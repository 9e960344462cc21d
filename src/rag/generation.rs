use std::future::Future;
use std::time::Duration;

use async_trait::async_trait;
use reqwest::{Client, RequestBuilder, StatusCode};
use serde::{de::DeserializeOwned, Deserialize, Serialize};

use crate::config::Secret;
use crate::error::{ChatError, Result};
use crate::models::{CompletionRequest, CompletionResponse, Message};

/// Sends a composed prompt to a hosted LLM and returns its reply.
#[async_trait]
pub trait Generator: Send + Sync {
    async fn generate(&self, prompt: &str) -> Result<String>;

    fn name(&self) -> &str;
}

#[derive(Debug, Clone, Copy)]
pub struct GenerationOptions {
    pub temperature: f32,
    pub max_output_tokens: u32,
}

impl Default for GenerationOptions {
    fn default() -> Self {
        Self {
            temperature: 0.3,
            max_output_tokens: 1000,
        }
    }
}

/// Exponential backoff for transient provider failures.
#[derive(Debug, Clone, Copy)]
pub struct RetryPolicy {
    pub max_retries: u32,
    pub base_delay: Duration,
}

impl Default for RetryPolicy {
    fn default() -> Self {
        Self {
            max_retries: 2,
            base_delay: Duration::from_millis(500),
        }
    }
}

impl RetryPolicy {
    pub fn none() -> Self {
        Self {
            max_retries: 0,
            ..Self::default()
        }
    }

    /// Longest the retry loop can run when every attempt takes `per_attempt`,
    /// backoff and maximum jitter included.
    pub fn worst_case(&self, per_attempt: Duration) -> Duration {
        let jitter = self.base_delay / 2;
        (0..self.max_retries).fold(per_attempt * (self.max_retries + 1), |total, attempt| {
            total + self.base_delay * (1 << attempt.min(6)) + jitter
        })
    }

    fn delay(&self, attempt: u32) -> Duration {
        let base = self.base_delay.as_millis() as u64;
        let jitter = rand::random_range(0..=base / 2);
        Duration::from_millis(base.saturating_mul(1 << attempt.min(6)) + jitter)
    }
}

enum Failure {
    /// Timeouts, dropped connections, 429 and 5xx.
    Transient(String),
    Fatal(String),
}

async fn with_retries<T, F, Fut>(policy: &RetryPolicy, mut op: F) -> Result<T>
where
    F: FnMut() -> Fut,
    Fut: Future<Output = std::result::Result<T, Failure>>,
{
    let mut attempt = 0;
    loop {
        match op().await {
            Ok(value) => return Ok(value),
            Err(Failure::Transient(msg)) if attempt < policy.max_retries => {
                let delay = policy.delay(attempt);
                tracing::warn!(
                    attempt = attempt + 1,
                    delay_ms = delay.as_millis() as u64,
                    "Transient generation failure, retrying: {}",
                    msg
                );
                tokio::time::sleep(delay).await;
                attempt += 1;
            }
            Err(Failure::Transient(msg)) | Err(Failure::Fatal(msg)) => {
                return Err(ChatError::generation(msg))
            }
        }
    }
}

fn is_transient(status: StatusCode) -> bool {
    status == StatusCode::TOO_MANY_REQUESTS || status.is_server_error()
}

async fn post_json<B: Serialize, R: DeserializeOwned>(
    request: RequestBuilder,
    body: &B,
) -> std::result::Result<R, Failure> {
    let response = request
        .json(body)
        .send()
        .await
        .map_err(|e| Failure::Transient(format!("generation request failed: {}", e)))?;

    let status = response.status();
    if !status.is_success() {
        let text = response.text().await.unwrap_or_default();
        let msg = format!("generation API returned {}: {}", status, text);
        return Err(if is_transient(status) {
            Failure::Transient(msg)
        } else {
            Failure::Fatal(msg)
        });
    }

    response
        .json()
        .await
        .map_err(|e| Failure::Fatal(format!("malformed generation response: {}", e)))
}

fn finish(text: String) -> Result<String> {
    let text = text.trim();
    if text.is_empty() {
        return Err(ChatError::generation("model returned an empty completion"));
    }
    Ok(text.to_string())
}

pub struct GeminiGenerator {
    client: Client,
    base_url: String,
    model: String,
    api_key: Secret,
    options: GenerationOptions,
    retry: RetryPolicy,
}

#[derive(Serialize)]
#[serde(rename_all = "camelCase")]
struct GenerateRequest<'a> {
    contents: Vec<Content<'a>>,
    generation_config: GenerationConfig,
}

#[derive(Serialize)]
struct Content<'a> {
    role: &'static str,
    parts: Vec<Part<'a>>,
}

#[derive(Serialize)]
struct Part<'a> {
    text: &'a str,
}

#[derive(Serialize)]
#[serde(rename_all = "camelCase")]
struct GenerationConfig {
    temperature: f32,
    max_output_tokens: u32,
}

#[derive(Deserialize)]
#[serde(rename_all = "camelCase")]
struct GenerateResponse {
    #[serde(default)]
    candidates: Vec<Candidate>,
    #[serde(default)]
    prompt_feedback: Option<PromptFeedback>,
}

#[derive(Deserialize)]
struct Candidate {
    #[serde(default)]
    content: Option<ResponseContent>,
}

#[derive(Deserialize)]
struct ResponseContent {
    #[serde(default)]
    parts: Vec<ResponsePart>,
}

#[derive(Deserialize)]
struct ResponsePart {
    #[serde(default)]
    text: String,
}

#[derive(Deserialize)]
#[serde(rename_all = "camelCase")]
struct PromptFeedback {
    #[serde(default)]
    block_reason: Option<String>,
}

impl GeminiGenerator {
    pub fn new(client: Client, base_url: &str, model: &str, api_key: Secret, options: GenerationOptions) -> Self {
        Self {
            client,
            base_url: base_url.trim_end_matches('/').to_string(),
            model: model.trim_start_matches("models/").to_string(),
            api_key,
            options,
            retry: RetryPolicy::default(),
        }
    }

    pub fn with_retry_policy(mut self, retry: RetryPolicy) -> Self {
        self.retry = retry;
        self
    }

    fn endpoint(&self) -> String {
        format!("{}/models/{}:generateContent", self.base_url, self.model)
    }
}

#[async_trait]
impl Generator for GeminiGenerator {
    async fn generate(&self, prompt: &str) -> Result<String> {
        let url = self.endpoint();
        let body = GenerateRequest {
            contents: vec![Content {
                role: "user",
                parts: vec![Part { text: prompt }],
            }],
            generation_config: GenerationConfig {
                temperature: self.options.temperature,
                max_output_tokens: self.options.max_output_tokens,
            },
        };

        let response: GenerateResponse = with_retries(&self.retry, || {
            post_json(
                self.client
                    .post(&url)
                    .header("x-goog-api-key", self.api_key.expose()),
                &body,
            )
        })
        .await?;

        if let Some(reason) = response.prompt_feedback.and_then(|f| f.block_reason) {
            return Err(ChatError::generation(format!("prompt blocked by provider: {}", reason)));
        }

        let text = response
            .candidates
            .into_iter()
            .next()
            .and_then(|c| c.content)
            .map(|c| c.parts.into_iter().map(|p| p.text).collect::<String>())
            .ok_or_else(|| ChatError::generation("no candidates in Gemini response"))?;

        finish(text)
    }

    fn name(&self) -> &str {
        &self.model
    }
}

/// Client for OpenAI-compatible gateways such as LiteLLM.
pub struct OpenAiGenerator {
    client: Client,
    base_url: String,
    model: String,
    api_key: Option<Secret>,
    options: GenerationOptions,
    retry: RetryPolicy,
}

impl OpenAiGenerator {
    pub fn new(
        client: Client,
        base_url: &str,
        model: &str,
        api_key: Option<Secret>,
        options: GenerationOptions,
    ) -> Self {
        Self {
            client,
            base_url: base_url.trim_end_matches('/').to_string(),
            model: model.to_string(),
            api_key,
            options,
            retry: RetryPolicy::default(),
        }
    }

    pub fn with_retry_policy(mut self, retry: RetryPolicy) -> Self {
        self.retry = retry;
        self
    }
}

#[async_trait]
impl Generator for OpenAiGenerator {
    async fn generate(&self, prompt: &str) -> Result<String> {
        let url = format!("{}/chat/completions", self.base_url);
        let body = CompletionRequest {
            model: self.model.clone(),
            messages: vec![Message {
                role: "user".to_string(),
                content: prompt.to_string(),
            }],
            temperature: Some(self.options.temperature),
            max_tokens: Some(self.options.max_output_tokens),
        };

        let response: CompletionResponse = with_retries(&self.retry, || {
            let mut req = self.client.post(&url);
            if let Some(ref key) = self.api_key {
                req = req.bearer_auth(key.expose());
            }
            post_json(req, &body)
        })
        .await?;

        let text = response
            .choices
            .into_iter()
            .next()
            .map(|c| c.message.content)
            .ok_or_else(|| ChatError::generation("no choices in completion response"))?;

        finish(text)
    }

    fn name(&self) -> &str {
        &self.model
    }
}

[What is required]: Using only the data above, copy out the lines that include the word "DeserializeOwned".

[Written reply]:
use serde::{de::DeserializeOwned, Deserialize, Serialize};
async fn post_json<B: Serialize, R: DeserializeOwned>(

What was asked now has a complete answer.